A quantidade de pombos em torno da Escola Municipal Júlia Miranda, no bairro São João, está preocupando a comunidade. Segundo o presidente da associação de moradores, Manuel Vespúcio, a entidade já pediu providências ao setor de zoonoses da prefeitura para dispersar as aves, que infestam principalmente a quadra da escola: “Existem, aproximadamente, 150 pombos vivendo na escola e estamos preocupados com as crianças, porque as aves provocam doenças respiratórias. Estamos aguardando o agendamento de reunião com o colegiado da escola para discutir o problema, pois queremos que o setor de zoonoses tome as providências cabíveis”.
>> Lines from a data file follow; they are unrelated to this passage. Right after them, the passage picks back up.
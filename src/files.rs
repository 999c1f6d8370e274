//! File collaborators: loading decoded text, writing it back, and expanding
//! file patterns.
//!
//! Every input is read before anything is written. Writes are not atomic
//! across files: if one write fails, files already written stay rewritten and
//! the rest stay original.

use crate::error::{Error, Result};
use std::path::{Path, PathBuf};

/// Byte-order mark written at the start of every output file.
pub const UTF8_BOM: &[u8] = &[0xEF, 0xBB, 0xBF];
const UTF16_LE_BOM: &[u8] = &[0xFF, 0xFE];
const UTF16_BE_BOM: &[u8] = &[0xFE, 0xFF];

/// A file's decoded text, owned by one run.
#[derive(Debug, Clone, PartialEq, Eq)]
pub struct FileBuffer {
    pub path: PathBuf,
    pub content: String,
}

impl FileBuffer {
    pub fn new(path: impl Into<PathBuf>, content: impl Into<String>) -> Self {
        Self {
            path: path.into(),
            content: content.into(),
        }
    }

    /// Reads and decodes a file.
    pub fn read(path: impl AsRef<Path>) -> Result<Self> {
        let path = path.as_ref();
        let bytes = std::fs::read(path).map_err(|e| Error::io(path, e))?;
        let content = decode(&bytes).ok_or_else(|| Error::Decode {
            path: path.to_path_buf(),
        })?;
        Ok(Self::new(path, content))
    }

    /// Writes the buffer as UTF-8 with a byte-order mark, replacing the file.
    pub fn write(&self) -> Result<()> {
        std::fs::write(&self.path, encode(&self.content)).map_err(|e| Error::io(&self.path, e))
    }
}

/// Decodes UTF-8 (with or without BOM) or BOM-marked UTF-16.
pub fn decode(bytes: &[u8]) -> Option<String> {
    if let Some(rest) = bytes.strip_prefix(UTF8_BOM) {
        return String::from_utf8(rest.to_vec()).ok();
    }
    if let Some(rest) = bytes.strip_prefix(UTF16_LE_BOM) {
        return decode_utf16(rest, u16::from_le_bytes);
    }
    if let Some(rest) = bytes.strip_prefix(UTF16_BE_BOM) {
        return decode_utf16(rest, u16::from_be_bytes);
    }
    String::from_utf8(bytes.to_vec()).ok()
}

fn decode_utf16(bytes: &[u8], unit: fn([u8; 2]) -> u16) -> Option<String> {
    if bytes.len() % 2 != 0 {
        return None;
    }
    let units: Vec<u16> = bytes
        .chunks_exact(2)
        .map(|pair| unit([pair[0], pair[1]]))
        .collect();
    String::from_utf16(&units).ok()
}

/// Encodes text as UTF-8 with a leading BOM.
pub fn encode(text: &str) -> Vec<u8> {
    let mut out = Vec::with_capacity(UTF8_BOM.len() + text.len());
    out.extend_from_slice(UTF8_BOM);
    out.extend_from_slice(text.as_bytes());
    out
}

fn contains_glob_chars(s: &str) -> bool {
    s.contains(['*', '?', '[', ']'])
}

/// Expands file patterns into a list of files.
///
/// Patterns without glob characters are taken as literal paths. Directories
/// matched by a glob are skipped. Each file appears once, in first-seen order.
pub fn expand_patterns<S: AsRef<str>>(patterns: &[S]) -> Result<Vec<PathBuf>> {
    let mut files: Vec<PathBuf> = Vec::new();

    for pattern in patterns {
        let pattern = pattern.as_ref();
        if !contains_glob_chars(pattern) {
            push_unique(&mut files, PathBuf::from(pattern));
            continue;
        }

        let entries = glob::glob(pattern).map_err(|source| Error::Pattern {
            pattern: pattern.to_string(),
            source,
        })?;
        for path in entries.filter_map(|entry| entry.ok()).filter(|p| p.is_file()) {
            push_unique(&mut files, path);
        }
    }

    if files.is_empty() {
        return Err(Error::NoInputFiles);
    }
    Ok(files)
}

fn push_unique(files: &mut Vec<PathBuf>, path: PathBuf) {
    if !files.contains(&path) {
        files.push(path);
    }
}

/// Reads every path; fails on the first unreadable file.
pub fn read_all(paths: &[PathBuf]) -> Result<Vec<FileBuffer>> {
    paths.iter().map(FileBuffer::read).collect()
}

/// Writes every buffer, stopping at the first failure.
pub fn write_all(files: &[FileBuffer]) -> Result<()> {
    files.iter().try_for_each(FileBuffer::write)
}

#[cfg(test)]
mod tests {
    use super::*;
    use tempfile::tempdir;

    #[test]
    fn test_decode_variants() {
        assert_eq!(decode(b"plain").as_deref(), Some("plain"));
        assert_eq!(decode(b"\xEF\xBB\xBFbom").as_deref(), Some("bom"));
        assert_eq!(decode(b"\xFF\xFEh\x00i\x00").as_deref(), Some("hi"));
        assert_eq!(decode(b"\xFE\xFF\x00h\x00i").as_deref(), Some("hi"));
        assert_eq!(decode(b"\xFF\xFEh").as_deref(), None);
        assert_eq!(decode(b"bad \xC3\x28").as_deref(), None);
    }

    #[test]
    fn test_encode_prepends_bom() {
        assert_eq!(encode("ok"), b"\xEF\xBB\xBFok".to_vec());
        assert_eq!(encode(""), UTF8_BOM.to_vec());
    }

    #[test]
    fn test_read_write_roundtrip_adds_bom() {
        let dir = tempdir().unwrap();
        let path = dir.path().join("a.js");
        std::fs::write(&path, "var x_ = 1;").unwrap();

        let mut buffer = FileBuffer::read(&path).unwrap();
        assert_eq!(buffer.content, "var x_ = 1;");
        buffer.content = "var a = 1;".to_string();
        buffer.write().unwrap();

        assert_eq!(std::fs::read(&path).unwrap(), b"\xEF\xBB\xBFvar a = 1;".to_vec());
        assert_eq!(FileBuffer::read(&path).unwrap().content, "var a = 1;");
    }

    #[test]
    fn test_read_missing_file() {
        let dir = tempdir().unwrap();
        let err = FileBuffer::read(dir.path().join("missing.js")).unwrap_err();
        assert!(matches!(err, Error::Io { .. }));
    }

    #[test]
    fn test_read_undecodable_file() {
        let dir = tempdir().unwrap();
        let path = dir.path().join("bin.dat");
        std::fs::write(&path, [0xC3, 0x28]).unwrap();
        assert!(matches!(FileBuffer::read(&path), Err(Error::Decode { .. })));
    }

    #[test]
    fn test_expand_globs_and_literals() {
        let dir = tempdir().unwrap();
        std::fs::write(dir.path().join("one.js"), "").unwrap();
        std::fs::write(dir.path().join("two.js"), "").unwrap();
        std::fs::write(dir.path().join("skip.css"), "").unwrap();
        std::fs::create_dir(dir.path().join("sub.js")).unwrap();

        let glob = format!("{}/*.js", dir.path().display());
        let literal = dir.path().join("one.js").display().to_string();
        let files = expand_patterns(&[literal, glob]).unwrap();

        assert_eq!(
            files,
            vec![dir.path().join("one.js"), dir.path().join("two.js")]
        );
    }

    #[test]
    fn test_expand_nothing_matched() {
        let dir = tempdir().unwrap();
        let glob = format!("{}/*.js", dir.path().display());
        assert!(matches!(expand_patterns(&[glob]), Err(Error::NoInputFiles)));
    }

    #[test]
    fn test_expand_bad_pattern() {
        assert!(matches!(
            expand_patterns(&["[*.js"]),
            Err(Error::Pattern { .. })
        ));
    }
}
Vespúcio acrescentou que a associação está buscando a orientação de veterinários para encontrar a maneira adequada de espantar os pombos.
A direção

Diretora da Escola Municipal Júlia Miranda Nogueira desde o dia 2 de fevereiro desse ano, Fabiana Pereira Maia disse que o problema já existe há mais tempo. Ela confirmou a presença em grande número da espécie, mas, também afirmou que medidas estão sendo adotadas para amenizar ou solucionar o problema. A diretora afirma que há orientação para que os alunos não cheguem próximo às aves, não deem alimentos a elas e nem toque em possíveis penas. Além disto os estudantes só se alimentam no refeitório e os restos são imediatamente recolhidos.
Uma preocupação a mais é o acesso dos pombos à caixa d’água da escola. Apesar dos cuidados e de alguns espaços terem sido isolados com telas, há precaução para ter certeza de não haver contaminação da água. Segundo a diretora, já foi solicitada à Copasa a análise da qualidade da água do local. Enquanto não sai o resultado, não há consumo humano da água do próprio prédio escolar. ‘Estamos consumindo água mineral e vamos continuar assim até ter a certeza de que não há contaminação”, disse Fabiana.
Outros locais

Além da presença de grande número de pombos na Escola Júlia Miranda, o Fato Real recebeu reclamação semelhante de outros pontos da cidade, como próximo à Igreja do São João e à rodoviária (foto).